### The task
Filter these entries so that only lines with the word "PendingOperation" remain.

### Material for this exercise
══════════
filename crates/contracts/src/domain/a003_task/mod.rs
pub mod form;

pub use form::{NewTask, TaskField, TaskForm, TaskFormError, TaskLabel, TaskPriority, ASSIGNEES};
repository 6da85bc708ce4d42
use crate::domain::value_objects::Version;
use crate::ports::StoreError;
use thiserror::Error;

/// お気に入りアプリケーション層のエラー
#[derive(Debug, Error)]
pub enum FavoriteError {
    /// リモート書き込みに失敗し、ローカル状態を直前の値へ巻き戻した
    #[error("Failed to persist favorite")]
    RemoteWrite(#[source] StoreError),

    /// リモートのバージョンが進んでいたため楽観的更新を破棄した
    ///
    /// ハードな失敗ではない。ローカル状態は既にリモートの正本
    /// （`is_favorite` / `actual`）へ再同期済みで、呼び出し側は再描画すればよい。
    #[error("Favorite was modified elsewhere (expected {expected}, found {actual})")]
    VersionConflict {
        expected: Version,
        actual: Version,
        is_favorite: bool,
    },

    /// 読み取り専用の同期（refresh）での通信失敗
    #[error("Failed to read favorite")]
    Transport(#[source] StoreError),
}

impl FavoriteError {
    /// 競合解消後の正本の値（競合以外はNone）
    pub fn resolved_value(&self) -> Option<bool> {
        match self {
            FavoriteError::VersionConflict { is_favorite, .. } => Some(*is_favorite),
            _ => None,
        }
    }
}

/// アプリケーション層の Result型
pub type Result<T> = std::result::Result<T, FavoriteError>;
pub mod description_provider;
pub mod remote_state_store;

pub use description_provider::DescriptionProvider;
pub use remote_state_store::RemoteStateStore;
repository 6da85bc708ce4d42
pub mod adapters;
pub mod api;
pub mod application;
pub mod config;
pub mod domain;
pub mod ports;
══════════
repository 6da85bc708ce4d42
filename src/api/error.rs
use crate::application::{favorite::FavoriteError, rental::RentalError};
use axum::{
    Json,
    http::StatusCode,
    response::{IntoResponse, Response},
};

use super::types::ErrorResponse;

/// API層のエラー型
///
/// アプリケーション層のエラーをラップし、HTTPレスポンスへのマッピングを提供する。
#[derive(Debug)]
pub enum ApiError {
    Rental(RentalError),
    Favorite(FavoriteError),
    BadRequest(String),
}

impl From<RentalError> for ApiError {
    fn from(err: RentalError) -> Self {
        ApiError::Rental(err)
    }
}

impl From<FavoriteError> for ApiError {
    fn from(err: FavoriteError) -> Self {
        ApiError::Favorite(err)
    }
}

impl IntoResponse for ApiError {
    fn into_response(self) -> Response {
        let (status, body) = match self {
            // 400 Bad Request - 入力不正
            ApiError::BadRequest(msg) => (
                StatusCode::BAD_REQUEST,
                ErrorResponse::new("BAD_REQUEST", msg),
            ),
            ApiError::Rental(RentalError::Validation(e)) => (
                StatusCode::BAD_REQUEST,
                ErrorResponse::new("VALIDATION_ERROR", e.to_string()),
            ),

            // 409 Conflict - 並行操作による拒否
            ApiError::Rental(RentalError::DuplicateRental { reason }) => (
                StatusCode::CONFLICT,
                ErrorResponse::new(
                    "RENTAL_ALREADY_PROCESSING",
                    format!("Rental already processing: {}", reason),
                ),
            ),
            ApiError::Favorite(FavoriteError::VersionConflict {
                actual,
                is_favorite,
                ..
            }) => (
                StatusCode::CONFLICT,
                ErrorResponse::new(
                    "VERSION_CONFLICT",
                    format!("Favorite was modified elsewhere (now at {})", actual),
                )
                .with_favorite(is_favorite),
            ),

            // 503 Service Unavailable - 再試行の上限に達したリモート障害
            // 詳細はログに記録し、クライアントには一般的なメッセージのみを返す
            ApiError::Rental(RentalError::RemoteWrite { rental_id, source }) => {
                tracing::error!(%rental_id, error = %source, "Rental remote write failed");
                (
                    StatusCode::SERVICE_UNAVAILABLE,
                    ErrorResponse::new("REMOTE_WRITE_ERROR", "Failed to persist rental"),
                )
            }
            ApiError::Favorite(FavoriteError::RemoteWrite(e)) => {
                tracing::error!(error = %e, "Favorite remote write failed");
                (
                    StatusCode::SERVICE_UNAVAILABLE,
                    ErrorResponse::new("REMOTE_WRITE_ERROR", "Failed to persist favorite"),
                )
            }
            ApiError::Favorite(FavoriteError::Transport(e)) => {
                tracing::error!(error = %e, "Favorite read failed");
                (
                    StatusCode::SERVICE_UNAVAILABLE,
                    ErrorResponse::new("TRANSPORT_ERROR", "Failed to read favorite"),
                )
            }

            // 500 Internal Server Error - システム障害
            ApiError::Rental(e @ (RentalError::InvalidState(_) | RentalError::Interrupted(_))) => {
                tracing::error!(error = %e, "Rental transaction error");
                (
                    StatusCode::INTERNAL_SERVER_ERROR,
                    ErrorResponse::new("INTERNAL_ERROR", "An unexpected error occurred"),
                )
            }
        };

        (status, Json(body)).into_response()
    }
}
══════════
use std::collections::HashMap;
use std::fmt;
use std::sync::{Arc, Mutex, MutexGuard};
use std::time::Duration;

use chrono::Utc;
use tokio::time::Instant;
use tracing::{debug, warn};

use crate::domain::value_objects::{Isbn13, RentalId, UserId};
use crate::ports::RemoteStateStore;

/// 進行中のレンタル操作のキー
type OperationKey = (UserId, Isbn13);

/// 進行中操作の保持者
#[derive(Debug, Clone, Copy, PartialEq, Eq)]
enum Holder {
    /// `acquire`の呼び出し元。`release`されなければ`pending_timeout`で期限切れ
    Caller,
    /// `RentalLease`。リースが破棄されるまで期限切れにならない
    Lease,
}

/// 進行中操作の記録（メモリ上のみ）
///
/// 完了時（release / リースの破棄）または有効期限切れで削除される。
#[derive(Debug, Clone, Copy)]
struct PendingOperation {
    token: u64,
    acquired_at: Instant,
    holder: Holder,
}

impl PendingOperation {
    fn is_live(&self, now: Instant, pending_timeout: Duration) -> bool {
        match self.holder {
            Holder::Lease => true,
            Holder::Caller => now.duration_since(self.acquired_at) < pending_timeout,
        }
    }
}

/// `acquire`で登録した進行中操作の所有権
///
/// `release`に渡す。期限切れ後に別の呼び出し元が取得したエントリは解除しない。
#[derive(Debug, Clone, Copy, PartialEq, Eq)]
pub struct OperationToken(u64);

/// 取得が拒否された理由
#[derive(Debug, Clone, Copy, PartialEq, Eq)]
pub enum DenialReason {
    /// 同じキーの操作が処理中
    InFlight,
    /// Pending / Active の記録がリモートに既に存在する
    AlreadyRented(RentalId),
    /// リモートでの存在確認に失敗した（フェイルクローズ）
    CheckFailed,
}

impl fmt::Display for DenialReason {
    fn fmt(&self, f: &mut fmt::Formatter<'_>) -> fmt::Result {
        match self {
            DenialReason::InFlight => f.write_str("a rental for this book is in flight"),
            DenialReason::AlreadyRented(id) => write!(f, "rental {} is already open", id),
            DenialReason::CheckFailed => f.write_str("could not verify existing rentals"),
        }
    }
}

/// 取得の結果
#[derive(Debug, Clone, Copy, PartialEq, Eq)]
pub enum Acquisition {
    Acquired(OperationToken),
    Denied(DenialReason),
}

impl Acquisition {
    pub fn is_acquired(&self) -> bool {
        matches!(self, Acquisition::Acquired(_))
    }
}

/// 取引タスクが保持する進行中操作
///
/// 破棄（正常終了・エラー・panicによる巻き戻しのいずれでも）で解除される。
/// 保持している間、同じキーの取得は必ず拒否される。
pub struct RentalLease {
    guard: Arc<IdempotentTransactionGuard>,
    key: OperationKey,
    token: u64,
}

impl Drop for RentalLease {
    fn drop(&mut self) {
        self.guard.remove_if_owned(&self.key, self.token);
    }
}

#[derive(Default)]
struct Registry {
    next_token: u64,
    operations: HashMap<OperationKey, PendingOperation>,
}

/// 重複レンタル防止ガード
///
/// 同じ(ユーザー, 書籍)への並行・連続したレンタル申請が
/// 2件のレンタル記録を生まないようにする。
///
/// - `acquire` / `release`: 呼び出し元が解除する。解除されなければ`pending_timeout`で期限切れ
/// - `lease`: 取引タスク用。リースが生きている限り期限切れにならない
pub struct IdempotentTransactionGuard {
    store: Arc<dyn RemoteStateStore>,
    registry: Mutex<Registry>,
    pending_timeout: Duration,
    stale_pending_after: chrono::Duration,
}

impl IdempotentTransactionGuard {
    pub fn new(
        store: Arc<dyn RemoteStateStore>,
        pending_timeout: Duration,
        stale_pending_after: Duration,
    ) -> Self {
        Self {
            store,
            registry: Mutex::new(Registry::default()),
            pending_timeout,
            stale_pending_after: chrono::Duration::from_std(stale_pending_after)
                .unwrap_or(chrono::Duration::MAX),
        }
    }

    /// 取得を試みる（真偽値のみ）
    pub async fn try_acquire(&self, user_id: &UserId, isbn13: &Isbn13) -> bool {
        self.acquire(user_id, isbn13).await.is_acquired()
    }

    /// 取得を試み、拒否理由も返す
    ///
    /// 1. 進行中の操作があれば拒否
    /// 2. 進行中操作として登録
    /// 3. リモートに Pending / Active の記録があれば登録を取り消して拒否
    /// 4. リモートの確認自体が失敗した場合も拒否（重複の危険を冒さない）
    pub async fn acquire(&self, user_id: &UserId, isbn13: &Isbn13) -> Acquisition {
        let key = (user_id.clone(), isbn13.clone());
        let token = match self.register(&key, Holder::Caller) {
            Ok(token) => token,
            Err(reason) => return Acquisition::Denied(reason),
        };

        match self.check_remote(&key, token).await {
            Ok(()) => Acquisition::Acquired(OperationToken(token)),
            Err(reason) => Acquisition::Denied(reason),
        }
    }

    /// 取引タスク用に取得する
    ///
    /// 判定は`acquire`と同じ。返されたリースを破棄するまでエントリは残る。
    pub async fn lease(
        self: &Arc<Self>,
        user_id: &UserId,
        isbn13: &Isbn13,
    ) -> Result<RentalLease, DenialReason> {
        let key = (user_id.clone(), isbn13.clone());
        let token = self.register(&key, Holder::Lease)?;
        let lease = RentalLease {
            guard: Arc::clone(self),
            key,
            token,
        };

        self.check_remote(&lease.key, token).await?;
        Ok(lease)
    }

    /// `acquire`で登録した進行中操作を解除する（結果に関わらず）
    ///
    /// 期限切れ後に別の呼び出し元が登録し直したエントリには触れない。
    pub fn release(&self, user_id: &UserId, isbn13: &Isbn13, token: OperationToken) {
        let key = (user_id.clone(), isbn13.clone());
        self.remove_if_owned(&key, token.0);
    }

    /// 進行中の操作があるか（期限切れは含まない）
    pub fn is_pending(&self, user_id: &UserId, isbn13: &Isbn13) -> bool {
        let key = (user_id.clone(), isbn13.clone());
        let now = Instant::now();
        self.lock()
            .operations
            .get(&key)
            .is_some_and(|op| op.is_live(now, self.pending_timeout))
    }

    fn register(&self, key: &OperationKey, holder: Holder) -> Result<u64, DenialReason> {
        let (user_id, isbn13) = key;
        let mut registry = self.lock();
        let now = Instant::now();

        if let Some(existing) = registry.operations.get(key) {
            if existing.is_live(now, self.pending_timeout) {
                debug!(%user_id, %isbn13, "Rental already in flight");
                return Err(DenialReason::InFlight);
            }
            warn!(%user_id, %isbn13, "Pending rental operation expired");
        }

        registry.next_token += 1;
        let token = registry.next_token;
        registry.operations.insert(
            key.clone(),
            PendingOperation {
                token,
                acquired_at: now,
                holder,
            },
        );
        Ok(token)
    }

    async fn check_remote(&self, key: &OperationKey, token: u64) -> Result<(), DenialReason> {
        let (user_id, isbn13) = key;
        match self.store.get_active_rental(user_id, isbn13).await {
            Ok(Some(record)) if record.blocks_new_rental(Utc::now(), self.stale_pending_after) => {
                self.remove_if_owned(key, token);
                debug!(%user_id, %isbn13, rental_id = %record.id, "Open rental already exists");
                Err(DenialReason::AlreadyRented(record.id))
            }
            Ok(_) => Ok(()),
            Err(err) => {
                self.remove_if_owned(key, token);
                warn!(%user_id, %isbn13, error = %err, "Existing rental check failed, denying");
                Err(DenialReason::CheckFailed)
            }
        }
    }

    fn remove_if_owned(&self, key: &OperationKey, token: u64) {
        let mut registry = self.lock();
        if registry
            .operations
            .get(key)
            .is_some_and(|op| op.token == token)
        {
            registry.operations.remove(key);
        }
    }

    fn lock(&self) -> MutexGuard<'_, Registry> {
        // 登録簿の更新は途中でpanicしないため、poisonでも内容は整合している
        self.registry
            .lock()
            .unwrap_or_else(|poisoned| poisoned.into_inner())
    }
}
══════════
### Result
struct PendingOperation {
impl PendingOperation {
    operations: HashMap<OperationKey, PendingOperation>,
            PendingOperation {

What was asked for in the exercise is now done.